Halide cross-compilation for GPU

I want to run a Halide code on a GPU. There is a tutorial example on how to run on GPU and how to do cross-compilation. But, there is no tutorial combining cross-compilation with running on GPU.

I have tried to do the same way as the method in the cross-compilation tutorial. But I am not sure the configuration of the target.

target.os = Target::Windows; 
target.arch = Target::X86; 
target.bits = 64;
...

target.os = Target::Windows; // ???
target.arch = ??? ;
target.bits = 64;
std::vector<Target::Feature> gpu_features;
gpu_features.push_back(Target::OpenCL);
brighter.compile_to_file(...);

I develop the code in Ubuntu running on a virtual machine while the host machine OS is Windows. That's why I need to do the cross-compilation in order to run on a GPU.

Is it supported or not?

Solution

To expand a bit, Halide can generate code for multiple GPU/accelerator/offload architectures in a single filter. The Target specifies the architecture/OS/address-width for the CPU the host code will run on, plus the set of external execution APIs that are allowed. Funcs can be scheduled out to any of those APIs, e.g. OpenCL, OpenGL, Cuda, etc. In fact, in order to get anything to run on a GPU, appropriate scheduling must be provided.

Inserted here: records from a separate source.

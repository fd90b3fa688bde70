//! Calculator input hints
//!
//! The engine computes any arithmetically valid input. These ranges mirror the
//! calculator sliders so front ends can flag unusual values.

use serde::{Deserialize, Serialize};

use crate::constants::{
    MAX_DURATION_YEARS, MAX_RETURN_RATE, MAX_SIP_AMOUNT, MIN_DURATION_YEARS, MIN_RETURN_RATE,
    MIN_SIP_AMOUNT,
};

#[derive(Debug, Clone, Copy, PartialEq, Serialize, Deserialize)]
pub struct InputHints {
    pub min_amount: f64,
    pub max_amount: f64,
    pub min_years: u32,
    pub max_years: u32,
    pub min_rate: f64,
    pub max_rate: f64,
}

impl Default for InputHints {
    fn default() -> Self {
        Self {
            min_amount: MIN_SIP_AMOUNT,
            max_amount: MAX_SIP_AMOUNT,
            min_years: MIN_DURATION_YEARS,
            max_years: MAX_DURATION_YEARS,
            min_rate: MIN_RETURN_RATE,
            max_rate: MAX_RETURN_RATE,
        }
    }
}

impl InputHints {
    /// Messages for every hint the inputs fall outside of; empty when all fit
    pub fn check(&self, monthly_amount: f64, annual_return_rate: f64, duration_years: u32) -> Vec<String> {
        let mut notes = Vec::new();

        if !(self.min_amount..=self.max_amount).contains(&monthly_amount) {
            notes.push(format!(
                "monthly amount {} outside {}..={}",
                monthly_amount, self.min_amount, self.max_amount
            ));
        }
        if !(self.min_rate..=self.max_rate).contains(&annual_return_rate) {
            notes.push(format!(
                "return rate {}% outside {}..={}%",
                annual_return_rate, self.min_rate, self.max_rate
            ));
        }
        if !(self.min_years..=self.max_years).contains(&duration_years) {
            notes.push(format!(
                "duration {} years outside {}..={}",
                duration_years, self.min_years, self.max_years
            ));
        }

        notes
    }
}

The code that will run on the accelerator or GPU is embedded inside a function that runs on the CPU architecture specified by the top-level Target.

One can write Halide code that interoperates fairly seamlessly between OpenCL and OpenGL for example.

Ultimately we plan to support running GPU(etc) code from source code languages we support (currently C++, JavaScript is in a branch).

It is not possible to generate standalone code for a GPU. E.g. one cannot get OpenCL without the CPU code wrapper that invokes the code.